### [Work to be completed]
Write out each line of the entries below that holds the word "ProgressReport".

### [Stored data]
━━━━━━

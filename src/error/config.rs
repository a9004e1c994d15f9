use thiserror::Error;

#[derive(Error, Debug)]
pub enum ConfigError {
    /// Required environment variable is not set.
    ///
    /// The application requires this environment variable to be defined. Check the
    /// `.env.example` file for the required configuration variables.
    #[error("Missing required environment variable: {0}")]
    MissingEnvVar(String),

    /// Environment variable is set but cannot be parsed into the expected type.
    #[error("Invalid value '{value}' for environment variable {name}: {reason}")]
    InvalidEnvVar {
        /// Name of the offending variable
        name: String,
        /// The raw value that failed to parse
        value: String,
        /// Why the value was rejected
        reason: String,
    },
}
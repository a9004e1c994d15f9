use serenity::all::{Context, FullEvent};

use crate::{error::AppError, state::AppState};

pub mod ready;

/// Dispatches gateway events the bot cares about.
///
/// Commands are routed by poise itself; this only sees the remaining events.
pub async fn handle_event(
    ctx: &Context,
    event: &FullEvent,
    _framework: poise::FrameworkContext<'_, AppState, AppError>,
    _data: &AppState,
) -> Result<(), AppError> {
    if let FullEvent::Ready { data_about_bot } = event {
        ready::handle_ready(ctx, data_about_bot).await;
    }

    Ok(())
}
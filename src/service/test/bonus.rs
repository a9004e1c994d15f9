use chrono::{Duration, Utc};

use super::*;
use crate::{
    config::BonusSettings,
    model::bonus::{BonusLedgers, Cents},
    service::bonus::BonusService,
};

/// Tests awards up to and past the daily limit.
///
/// Expected: three non-zero awards, then zero with the total unchanged
#[tokio::test]
async fn limits_awards_per_day() {
    let h = Harness::new().await;
    let svc = BonusService::new(&h.config, &h.store);
    let now = Utc::now();

    let mut total = 0;
    for _ in 0..3 {
        let amount = svc.award_bonus_at(42, now).await.unwrap();
        assert!(!amount.is_zero());
        total += amount.0;
    }

    let fourth = svc.award_bonus_at(42, now).await.unwrap();

    assert_eq!(fourth, Cents::ZERO);
    assert_eq!(svc.total_for(42).await.unwrap(), Cents(total));
}

/// Tests that awards are drawn from the configured range.
///
/// Expected: every amount within [min, max]
#[tokio::test]
async fn awards_within_range() {
    let mut config = config::test::config();
    config.bonus = BonusSettings {
        min_cents: 500,
        max_cents: 510,
    };
    config.thresholds.bonus_daily_limit = 50;
    let h = Harness::with_config(config).await;
    let svc = BonusService::new(&h.config, &h.store);

    for _ in 0..20 {
        let amount = svc.award_bonus(7).await.unwrap();
        assert!((500..=510).contains(&amount.0), "{}", amount);
    }
}

/// Tests a degenerate range.
///
/// Expected: exactly the single configured amount
#[tokio::test]
async fn fixed_amount() {
    let mut config = config::test::config();
    config.bonus = BonusSettings {
        min_cents: 1234,
        max_cents: 1234,
    };
    let h = Harness::with_config(config).await;

    let amount = BonusService::new(&h.config, &h.store)
        .award_bonus(7)
        .await
        .unwrap();

    assert_eq!(amount, Cents(1234));
}

/// Tests that the limit rolls over after 24 hours.
///
/// Old award times are pruned from the ledger once a new award is recorded.
///
/// Expected: non-zero award 24 hours after the limit was hit
#[tokio::test]
async fn window_resets() {
    let h = Harness::new().await;
    let svc = BonusService::new(&h.config, &h.store);
    let start = Utc::now() - Duration::hours(30);

    for _ in 0..3 {
        svc.award_bonus_at(42, start).await.unwrap();
    }
    assert!(svc.award_bonus_at(42, start).await.unwrap().is_zero());

    let later = start + Duration::hours(24);
    let amount = svc.award_bonus_at(42, later).await.unwrap();

    assert!(!amount.is_zero());
    let mut ledgers = h.store.load::<BonusLedgers>().await.unwrap();
    assert_eq!(ledgers.ledger_mut(42).timestamps, vec![later]);
}

/// Tests the bonus leaderboard and per-member totals.
///
/// Expected: recipients ordered by total, unknown members at zero
#[tokio::test]
async fn leaderboard_and_totals() {
    let mut config = config::test::config();
    config.bonus = BonusSettings {
        min_cents: 100,
        max_cents: 100,
    };
    let h = Harness::with_config(config).await;
    let svc = BonusService::new(&h.config, &h.store);

    svc.award_bonus(1).await.unwrap();
    svc.award_bonus(2).await.unwrap();
    svc.award_bonus(2).await.unwrap();

    assert_eq!(
        svc.leaderboard(10).await.unwrap(),
        vec![(2, Cents(200)), (1, Cents(100))]
    );
    assert_eq!(svc.leaderboard(1).await.unwrap().len(), 1);
    assert_eq!(svc.total_for(99).await.unwrap(), Cents::ZERO);
}

/// Tests concurrent awards to one recipient.
///
/// Expected: exactly the daily limit of non-zero awards out of five
#[tokio::test]
async fn concurrent_awards_respect_limit() {
    let h = Harness::new().await;
    let svc = BonusService::new(&h.config, &h.store);

    let (a, b, c, d, e) = tokio::join!(
        svc.award_bonus(42),
        svc.award_bonus(42),
        svc.award_bonus(42),
        svc.award_bonus(42),
        svc.award_bonus(42),
    );

    let non_zero = [a, b, c, d, e]
        .into_iter()
        .filter(|r| !r.as_ref().unwrap().is_zero())
        .count();
    assert_eq!(non_zero, 3);
}
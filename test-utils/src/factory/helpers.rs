//! Shared helper utilities for factory methods.

/// Counter for generating unique values in tests.
static COUNTER: std::sync::atomic::AtomicU64 = std::sync::atomic::AtomicU64::new(1);

/// Gets the next unique counter value for test data.
///
/// # Returns
/// - `u64` - Next unique counter value
pub fn next_id() -> u64 {
    COUNTER.fetch_add(1, std::sync::atomic::Ordering::SeqCst)
}
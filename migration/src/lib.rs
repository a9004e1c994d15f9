pub use sea_orm_migration::prelude::*;

mod m20261019_000001_create_document_table;

pub struct Migrator;

#[async_trait::async_trait]
impl MigratorTrait for Migrator {
    fn migrations() -> Vec<Box<dyn MigrationTrait>> {
        vec![Box::new(m20261019_000001_create_document_table::Migration)]
    }
}
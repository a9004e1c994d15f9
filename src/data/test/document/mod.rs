use crate::data::document::DocumentRepository;
use sea_orm::{DbErr, EntityTrait, PaginatorTrait};
use test_utils::{builder::TestBuilder, factory::create_document};

mod create_if_missing;
mod find;
mod upsert;
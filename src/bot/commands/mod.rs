//! Slash commands.
//!
//! Each command builds an [`Invoker`](crate::model::invoker::Invoker) from the
//! interaction, calls one workflow, and replies. Workflow errors are answered here
//! with their user message; only Discord API failures propagate to `on_error`.

use crate::bot::Command;

pub mod ban;
pub mod candidate;
pub mod commend;
pub mod feedback;
pub mod incident;
pub mod no_show;

/// Every command the bot registers.
pub fn all() -> Vec<Command> {
    vec![
        incident::incident_report(),
        incident::user_report_file(),
        incident::delete_report(),
        no_show::no_show_report(),
        no_show::no_show_stats(),
        candidate::track_a_candidate(),
        commend::commend(),
        commend::performance_bonus(),
        commend::bonus_leaderboard(),
        feedback::zit_feedback(),
        ban::ban(),
    ]
}
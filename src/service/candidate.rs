//! Candidate progress tracking.
//!
//! Progress is never stored. Each request recounts the attendance announcements in
//! the commendations channel, then posts a new announcement. The de-duplication
//! window is the only guard against announcing the same operation twice.

use chrono::Utc;

use crate::{
    config::Config,
    error::workflow::WorkflowError,
    model::{
        candidate::{OperationTally, ProgressReport},
        invoker::Invoker,
        notification::{color, Destination, Embed, Notification},
    },
    service::{
        auth::authorize,
        notify::{MessageHistory, Notifier},
    },
};

pub struct CandidateService<'a> {
    config: &'a Config,
    history: &'a dyn MessageHistory,
    notifier: &'a dyn Notifier,
}

impl<'a> CandidateService<'a> {
    pub fn new(
        config: &'a Config,
        history: &'a dyn MessageHistory,
        notifier: &'a dyn Notifier,
    ) -> Self {
        Self {
            config,
            history,
            notifier,
        }
    }

    /// Counts a candidate's attended operations and announces their progress.
    ///
    /// Scans the most recent commendations messages for ones that contain the
    /// attendance keyword and mention the candidate. If the newest match is inside the
    /// de-duplication window the request is rejected. Otherwise a promotion message
    /// tagging staff is posted once the count reaches the configured total, and a
    /// progress update otherwise.
    ///
    /// # Arguments
    /// - `invoker` - Staff, curator, Zeus, or Zeus in Training
    /// - `candidate_id` - Member being tracked
    ///
    /// # Returns
    /// - `Ok(ProgressReport)` - Count and whether the candidate was promoted
    /// - `Err(WorkflowError::Unauthorized)` - Invoker lacks every permitted role
    /// - `Err(WorkflowError::AlreadyTracked)` - Candidate was announced within the window
    /// - `Err(WorkflowError::NotificationDeliveryFailed)` - History read or announcement failed
    pub async fn track_candidate(
        &self,
        invoker: &Invoker,
        candidate_id: u64,
    ) -> Result<ProgressReport, WorkflowError> {
        let roles = &self.config.roles;
        authorize(
            invoker,
            &[
                roles.unit_staff,
                roles.curator,
                roles.zeus,
                roles.zeus_in_training,
            ],
        )?;

        let settings = &self.config.candidate;
        let history = self
            .history
            .recent(Destination::Commendations, settings.history_limit)
            .await?;
        let tally = OperationTally::from_history(&history, candidate_id, &settings.keyword);

        if let Some(most_recent) = tally.most_recent {
            if Utc::now() - most_recent < settings.dedup_window {
                tracing::debug!(
                    "Skip tracking {}: last announcement at {} is inside the window",
                    candidate_id,
                    most_recent
                );
                return Err(WorkflowError::AlreadyTracked);
            }
        }

        let total = self.config.thresholds.total_operations;
        let report = ProgressReport {
            member_id: candidate_id,
            count: tally.count,
            total,
            promoted: tally.count >= total,
        };

        self.notifier
            .send(
                Destination::Commendations,
                announcement(&report, &settings.keyword, roles.unit_staff),
            )
            .await?;

        tracing::info!(
            "Tracked candidate {} for {} ({}): {}/{}{}",
            candidate_id,
            invoker.display_name,
            invoker.user_id,
            report.count,
            report.total,
            if report.promoted { ", promoted" } else { "" }
        );

        Ok(report)
    }
}

/// Progress updates repeat the attendance keyword so they count toward the next tally.
///
/// The attendance being announced is not part of `report.count`; the text says so.
fn announcement(report: &ProgressReport, keyword: &str, staff_role: u64) -> Notification {
    let member = format!("<@{}>", report.member_id);

    if report.promoted {
        let embed = Embed::new("Candidate Progress Update", color::GREEN)
            .field("Candidate", member.clone())
            .field(
                "Progress",
                format!("{}/{} operations completed.", report.count, report.total),
            )
            .field("Status", "**Promoted to Sigma Associate**")
            .footer("Congratulations on your outstanding achievement!");

        Notification::embed(embed).with_content(format!(
            "{member}, after demonstrating valor, resilience, and unwavering dedication across \
             {count} successful deployments, you've proven yourself an asset to this unit.\n\n\
             Welcome to Sigma. Your journey has just begun.\n\n\
             {member}, it is now time for your assessment with <@&{staff_role}>.",
            member = member,
            count = report.count,
            staff_role = staff_role
        ))
    } else {
        let remaining = report.remaining();
        let embed = Embed::new("Candidate Progress Update", color::BLUE)
            .field("Candidate", member.clone())
            .field(
                "Progress",
                format!(
                    "{}/{} operations counted before this one.",
                    report.count, report.total
                ),
            )
            .field("Remaining Operations", format!("{} left.", remaining))
            .footer("Keep up the great work!");

        Notification::embed(embed).with_content(format!(
            "{} {}, which counts toward their next progress update. \
             They have {} operation(s) left before becoming a Sigma Associate.",
            member, keyword, remaining
        ))
    }
}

━━━━━━

### [Output for this task]
        candidate::{OperationTally, ProgressReport},
    /// - `Ok(ProgressReport)` - Count and whether the candidate was promoted
    ) -> Result<ProgressReport, WorkflowError> {
        let report = ProgressReport {
fn announcement(report: &ProgressReport, keyword: &str, staff_role: u64) -> Notification {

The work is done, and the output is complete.